"""

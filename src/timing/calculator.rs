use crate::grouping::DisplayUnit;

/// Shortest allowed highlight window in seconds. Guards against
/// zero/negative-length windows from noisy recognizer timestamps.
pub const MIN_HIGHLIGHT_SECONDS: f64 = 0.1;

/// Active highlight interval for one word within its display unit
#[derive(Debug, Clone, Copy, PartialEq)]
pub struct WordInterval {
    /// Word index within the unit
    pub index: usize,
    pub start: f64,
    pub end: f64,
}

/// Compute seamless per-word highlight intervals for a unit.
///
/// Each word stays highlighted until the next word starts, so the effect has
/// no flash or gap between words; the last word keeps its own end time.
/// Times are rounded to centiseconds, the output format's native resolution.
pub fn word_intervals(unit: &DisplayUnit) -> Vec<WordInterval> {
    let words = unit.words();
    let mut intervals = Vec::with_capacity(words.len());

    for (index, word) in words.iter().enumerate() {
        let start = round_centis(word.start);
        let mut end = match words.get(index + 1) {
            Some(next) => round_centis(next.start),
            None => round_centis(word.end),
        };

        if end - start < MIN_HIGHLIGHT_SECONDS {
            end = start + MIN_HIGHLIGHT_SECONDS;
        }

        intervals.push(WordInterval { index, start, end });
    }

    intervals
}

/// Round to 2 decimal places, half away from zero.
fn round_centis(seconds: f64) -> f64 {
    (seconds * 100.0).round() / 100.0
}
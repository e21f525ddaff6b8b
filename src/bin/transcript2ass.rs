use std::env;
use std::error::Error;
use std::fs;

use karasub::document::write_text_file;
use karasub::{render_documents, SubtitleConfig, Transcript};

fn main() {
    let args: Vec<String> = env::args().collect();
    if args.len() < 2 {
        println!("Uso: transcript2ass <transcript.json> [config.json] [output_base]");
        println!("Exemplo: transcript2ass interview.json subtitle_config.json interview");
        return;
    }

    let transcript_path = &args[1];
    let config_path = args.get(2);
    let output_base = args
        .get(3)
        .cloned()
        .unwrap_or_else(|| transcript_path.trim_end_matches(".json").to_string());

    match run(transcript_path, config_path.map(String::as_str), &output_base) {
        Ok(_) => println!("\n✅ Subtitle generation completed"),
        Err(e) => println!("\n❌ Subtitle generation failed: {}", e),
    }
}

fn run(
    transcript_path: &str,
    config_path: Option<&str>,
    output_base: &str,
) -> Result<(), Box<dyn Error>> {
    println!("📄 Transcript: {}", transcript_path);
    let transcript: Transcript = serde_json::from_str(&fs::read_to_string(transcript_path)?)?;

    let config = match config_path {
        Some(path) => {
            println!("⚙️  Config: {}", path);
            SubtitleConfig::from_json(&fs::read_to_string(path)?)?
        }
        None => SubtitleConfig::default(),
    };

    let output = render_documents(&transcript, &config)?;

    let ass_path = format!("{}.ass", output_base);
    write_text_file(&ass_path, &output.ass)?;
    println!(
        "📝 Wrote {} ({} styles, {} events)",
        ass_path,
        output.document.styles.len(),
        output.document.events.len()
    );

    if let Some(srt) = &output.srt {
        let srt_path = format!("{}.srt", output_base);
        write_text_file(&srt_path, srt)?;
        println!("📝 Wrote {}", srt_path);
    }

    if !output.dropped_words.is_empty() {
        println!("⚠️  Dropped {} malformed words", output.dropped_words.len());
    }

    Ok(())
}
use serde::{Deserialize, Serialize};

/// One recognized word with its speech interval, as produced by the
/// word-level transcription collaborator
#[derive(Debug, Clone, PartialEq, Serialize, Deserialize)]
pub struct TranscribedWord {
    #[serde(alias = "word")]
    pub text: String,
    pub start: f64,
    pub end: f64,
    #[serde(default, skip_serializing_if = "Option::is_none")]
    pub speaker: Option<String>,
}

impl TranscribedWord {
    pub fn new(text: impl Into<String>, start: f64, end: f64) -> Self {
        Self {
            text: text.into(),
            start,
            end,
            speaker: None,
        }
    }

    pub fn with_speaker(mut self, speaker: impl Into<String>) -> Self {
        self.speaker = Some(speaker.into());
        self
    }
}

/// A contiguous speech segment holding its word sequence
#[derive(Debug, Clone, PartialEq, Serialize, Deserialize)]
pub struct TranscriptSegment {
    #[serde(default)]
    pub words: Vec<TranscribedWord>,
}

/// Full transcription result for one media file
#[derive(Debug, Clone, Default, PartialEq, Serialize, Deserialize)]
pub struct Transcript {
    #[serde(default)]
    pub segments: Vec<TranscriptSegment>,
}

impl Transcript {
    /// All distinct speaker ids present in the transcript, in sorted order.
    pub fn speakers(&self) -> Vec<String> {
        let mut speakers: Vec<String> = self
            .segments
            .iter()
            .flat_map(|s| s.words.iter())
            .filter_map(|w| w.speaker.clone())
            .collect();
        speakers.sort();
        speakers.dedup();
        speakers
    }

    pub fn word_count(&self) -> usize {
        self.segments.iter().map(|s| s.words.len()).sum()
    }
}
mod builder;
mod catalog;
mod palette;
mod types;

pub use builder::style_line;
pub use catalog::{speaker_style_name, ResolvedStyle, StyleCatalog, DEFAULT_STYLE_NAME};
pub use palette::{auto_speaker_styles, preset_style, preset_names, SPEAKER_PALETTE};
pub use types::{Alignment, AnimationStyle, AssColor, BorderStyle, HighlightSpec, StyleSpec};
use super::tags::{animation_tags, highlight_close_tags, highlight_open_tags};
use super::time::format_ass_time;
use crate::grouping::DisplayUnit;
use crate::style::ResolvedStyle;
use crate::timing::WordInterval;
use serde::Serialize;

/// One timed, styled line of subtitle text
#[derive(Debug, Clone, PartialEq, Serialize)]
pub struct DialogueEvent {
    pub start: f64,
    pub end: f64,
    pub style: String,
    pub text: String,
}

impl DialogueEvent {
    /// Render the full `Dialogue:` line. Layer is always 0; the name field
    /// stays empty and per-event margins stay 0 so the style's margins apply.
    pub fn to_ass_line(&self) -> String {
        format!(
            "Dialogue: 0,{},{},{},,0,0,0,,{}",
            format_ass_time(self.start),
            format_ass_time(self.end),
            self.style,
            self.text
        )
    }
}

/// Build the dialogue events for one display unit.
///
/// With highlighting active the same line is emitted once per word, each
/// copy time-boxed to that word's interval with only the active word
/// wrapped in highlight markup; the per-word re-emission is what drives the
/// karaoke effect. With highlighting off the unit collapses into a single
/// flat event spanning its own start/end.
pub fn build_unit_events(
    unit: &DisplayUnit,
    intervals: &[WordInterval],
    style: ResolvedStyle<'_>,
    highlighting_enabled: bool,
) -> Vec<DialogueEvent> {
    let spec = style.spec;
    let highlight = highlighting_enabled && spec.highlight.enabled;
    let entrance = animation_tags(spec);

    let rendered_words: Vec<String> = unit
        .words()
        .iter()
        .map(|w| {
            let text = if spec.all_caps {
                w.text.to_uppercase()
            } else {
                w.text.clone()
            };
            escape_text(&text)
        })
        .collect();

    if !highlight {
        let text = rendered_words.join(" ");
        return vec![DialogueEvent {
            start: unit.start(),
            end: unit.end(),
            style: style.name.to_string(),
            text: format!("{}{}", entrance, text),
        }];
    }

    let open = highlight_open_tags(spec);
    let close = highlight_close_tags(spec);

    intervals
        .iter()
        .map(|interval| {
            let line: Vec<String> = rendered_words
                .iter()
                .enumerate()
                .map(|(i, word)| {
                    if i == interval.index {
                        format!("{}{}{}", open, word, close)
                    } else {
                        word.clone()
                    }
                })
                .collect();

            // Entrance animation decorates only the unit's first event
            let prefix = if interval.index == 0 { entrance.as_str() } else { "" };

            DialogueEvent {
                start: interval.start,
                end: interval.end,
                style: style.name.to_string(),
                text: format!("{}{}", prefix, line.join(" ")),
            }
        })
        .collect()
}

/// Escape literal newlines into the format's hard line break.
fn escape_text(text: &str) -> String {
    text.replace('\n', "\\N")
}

"""

■ **PROBLEM**:
Search the records for the string "speech" and return every line in which it occurs.

■ **EXPECTED ANSWER**:
/// One recognized word with its speech interval, as produced by the
/// A contiguous speech segment holding its word sequence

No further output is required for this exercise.